Those wacky Jews and how they love to eat gentile blood

Egyptian newspaper Vetogate has a human interest
article, during this high holiday season,  on the wacky ways that Jews
like to atone for their sins.


Since Jews are so sinful, we are told, by doing things like worshiping the
Golden Calf, they must look for varied ways to atone for their sins.

 

For example, it describes the custom of Tashlich, where Jews
symbolically cast their sins into the sea.

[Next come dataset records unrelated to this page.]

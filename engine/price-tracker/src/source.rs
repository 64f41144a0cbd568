//! Collaborator traits the engine and the tracking flow depend on

use async_trait::async_trait;
use chrono::{DateTime, Utc};

use crate::config::DEFAULT_QUOTE_CURRENCY;
use crate::error::{HistoryError, PriceSourceError, StoreError};
use crate::models::{
    CoinId, Cryptocurrency, NewCryptocurrency, NewPricePoint, PricePoint, TrackedCoin, Tracking,
};
use crate::resolver;

/// Current spot price of a symbol/quote pair
#[async_trait]
pub trait PriceSource: Send + Sync {
    /// Fetch the current price of `symbol` quoted in `currency`
    async fn get_price(&self, symbol: &str, currency: &str) -> Result<f64, PriceSourceError>;

    /// Whether the exchange lists `symbol` against the default quote currency.
    ///
    /// `BadData` means the symbol is unknown and yields `Ok(false)`; every other
    /// error propagates.
    async fn symbol_exists(&self, symbol: &str) -> Result<bool, PriceSourceError> {
        match self.get_price(symbol, DEFAULT_QUOTE_CURRENCY).await {
            Ok(_) => Ok(true),
            Err(PriceSourceError::BadData { .. }) => Ok(false),
            Err(e) => Err(e),
        }
    }
}

/// Append-only store of price samples
#[async_trait]
pub trait HistoryStore: Send + Sync {
    /// Store a new sample and return it with its assigned identity
    async fn append(&self, point: NewPricePoint) -> Result<PricePoint, HistoryError>;

    /// Sample recorded exactly at `timestamp`
    async fn find_exact(
        &self,
        coin_id: CoinId,
        timestamp: DateTime<Utc>,
    ) -> Result<Option<PricePoint>, HistoryError>;

    /// Most recent sample with `timestamp <= target`
    async fn find_at_or_before(
        &self,
        coin_id: CoinId,
        target: DateTime<Utc>,
    ) -> Result<Option<PricePoint>, HistoryError>;

    /// Earliest sample with `timestamp > target`
    async fn find_after(
        &self,
        coin_id: CoinId,
        target: DateTime<Utc>,
    ) -> Result<Option<PricePoint>, HistoryError>;

    /// Sample closest in time to `timestamp`, see [`resolver::resolve_nearest`]
    async fn nearest_price(
        &self,
        coin_id: CoinId,
        timestamp: DateTime<Utc>,
    ) -> Result<PricePoint, HistoryError> {
        resolver::resolve_nearest(self, coin_id, timestamp).await
    }
}

/// Source of the coins whose tracking is active, read once at engine start
#[async_trait]
pub trait ActiveCoinSource: Send + Sync {
    async fn load_active_coins(&self) -> Result<Vec<TrackedCoin>, StoreError>;
}

/// Durable cryptocurrency records
#[async_trait]
pub trait CoinCatalog: Send + Sync {
    /// Insert a new record; an existing symbol yields `StoreError::AlreadyExists`
    async fn create(&self, coin: NewCryptocurrency) -> Result<Cryptocurrency, StoreError>;

    async fn get_by_symbol(&self, symbol: &str) -> Result<Option<Cryptocurrency>, StoreError>;

    async fn list(&self) -> Result<Vec<Cryptocurrency>, StoreError>;

    /// Insert the record, or return the stored one when the symbol already exists
    async fn create_or_get(&self, coin: NewCryptocurrency) -> Result<Cryptocurrency, StoreError> {
        let symbol = coin.symbol.clone();
        match self.create(coin).await {
            Ok(created) => Ok(created),
            Err(StoreError::AlreadyExists { .. }) => self
                .get_by_symbol(&symbol)
                .await?
                .ok_or(StoreError::NotFound { entity: "cryptocurrency" }),
            Err(e) => Err(e),
        }
    }
}

/// Durable tracking flags
#[async_trait]
pub trait TrackingStore: Send + Sync {
    /// Insert a tracking row; a second row for the same coin yields `AlreadyExists`
    async fn create(&self, coin_id: CoinId, is_active: bool) -> Result<Tracking, StoreError>;

    async fn get_by_coin_id(&self, coin_id: CoinId) -> Result<Option<Tracking>, StoreError>;

    async fn update(&self, tracking: Tracking) -> Result<Tracking, StoreError>;
}
use async_trait::async_trait;
use price_tracker::{
    ActiveCoinSource, CoinCatalog, CoinId, Cryptocurrency, NewCryptocurrency, StoreError,
    TrackedCoin, Tracking, TrackingStore,
};
use sqlx::postgres::PgPoolOptions;
use sqlx::PgPool;
use tracing::info;

use crate::coins::CoinRepository;
use crate::config::DatabaseConfig;
use crate::history::HistoryRepository;
use crate::trackings::TrackingRepository;
use crate::Result;

/// Postgres-backed coin catalog, tracking store and history
#[derive(Debug, Clone)]
pub struct PgStore {
    pool: PgPool,
    coins: CoinRepository,
    trackings: TrackingRepository,
    history: HistoryRepository,
}

impl PgStore {
    /// Open a pool and apply the embedded migrations when configured to
    pub async fn connect(config: &DatabaseConfig) -> Result<Self> {
        config.validate()?;

        let pool = PgPoolOptions::new()
            .max_connections(config.max_connections)
            .min_connections(config.min_connections)
            .acquire_timeout(config.acquire_timeout())
            .connect(&config.url)
            .await?;

        info!(max_connections = config.max_connections, "Connected to Postgres");

        let store = Self::from_pool(pool);
        if config.run_migrations {
            store.migrate().await?;
        }
        Ok(store)
    }

    pub fn from_pool(pool: PgPool) -> Self {
        Self {
            coins: CoinRepository::new(pool.clone()),
            trackings: TrackingRepository::new(pool.clone()),
            history: HistoryRepository::new(pool.clone()),
            pool,
        }
    }

    pub async fn migrate(&self) -> Result<()> {
        sqlx::migrate!("./migrations").run(&self.pool).await?;
        info!("Database migrations applied");
        Ok(())
    }

    /// Round-trip check used by the health endpoint
    pub async fn ping(&self) -> Result<()> {
        sqlx::query("SELECT 1").execute(&self.pool).await?;
        Ok(())
    }

    pub async fn close(&self) {
        self.pool.close().await;
        info!("Postgres pool closed");
    }

    pub fn coins(&self) -> &CoinRepository {
        &self.coins
    }

    pub fn trackings(&self) -> &TrackingRepository {
        &self.trackings
    }

    pub fn history(&self) -> &HistoryRepository {
        &self.history
    }
}

#[async_trait]
impl ActiveCoinSource for PgStore {
    async fn load_active_coins(&self) -> std::result::Result<Vec<TrackedCoin>, StoreError> {
        Ok(self.trackings.get_active().await?)
    }
}

#[async_trait]
impl CoinCatalog for PgStore {
    async fn create(
        &self,
        coin: NewCryptocurrency,
    ) -> std::result::Result<Cryptocurrency, StoreError> {
        Ok(self.coins.create(&coin).await?)
    }

    async fn get_by_symbol(
        &self,
        symbol: &str,
    ) -> std::result::Result<Option<Cryptocurrency>, StoreError> {
        Ok(self.coins.get_by_symbol(symbol).await?)
    }

    async fn list(&self) -> std::result::Result<Vec<Cryptocurrency>, StoreError> {
        Ok(self.coins.get_all().await?)
    }

    async fn create_or_get(
        &self,
        coin: NewCryptocurrency,
    ) -> std::result::Result<Cryptocurrency, StoreError> {
        Ok(self.coins.create_or_get(&coin).await?)
    }
}

#[async_trait]
impl TrackingStore for PgStore {
    async fn create(
        &self,
        coin_id: CoinId,
        is_active: bool,
    ) -> std::result::Result<Tracking, StoreError> {
        Ok(self.trackings.create(coin_id, is_active).await?)
    }

    async fn get_by_coin_id(
        &self,
        coin_id: CoinId,
    ) -> std::result::Result<Option<Tracking>, StoreError> {
        Ok(self.trackings.get_by_coin_id(coin_id).await?)
    }

    async fn update(&self, tracking: Tracking) -> std::result::Result<Tracking, StoreError> {
        Ok(self.trackings.update(tracking).await?)
    }
}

The paper rather poorly describes the Kapparot ritual of
symbolically transferring one’s sins to a chicken (or, more often nowadays, to
money to be given to charity.)

And it also talks about how Jews like to eat human blood pastries on Purim.

 

On the occasion of Purim, Jewish adult men
slaughter a non-Jewish child under the age of seven, after torturing him and
then completely emptying their blood in a suitable container, and then the
blood is dried until it becomes a powder to bake a blood pie, which is a
sacrifice for this holiday; in order to atone for sins. Despite the fact that
the custom has been discontinued for the time being, but the Jews practiced it
all over the world, and particularly in Russia during World War II, prompting
ostracism and persecution in the communities in which they lived.

This is the variant of the blood libel that centers on Purim rather than
Passover.

This is what people in Egypt read in their newspapers, today.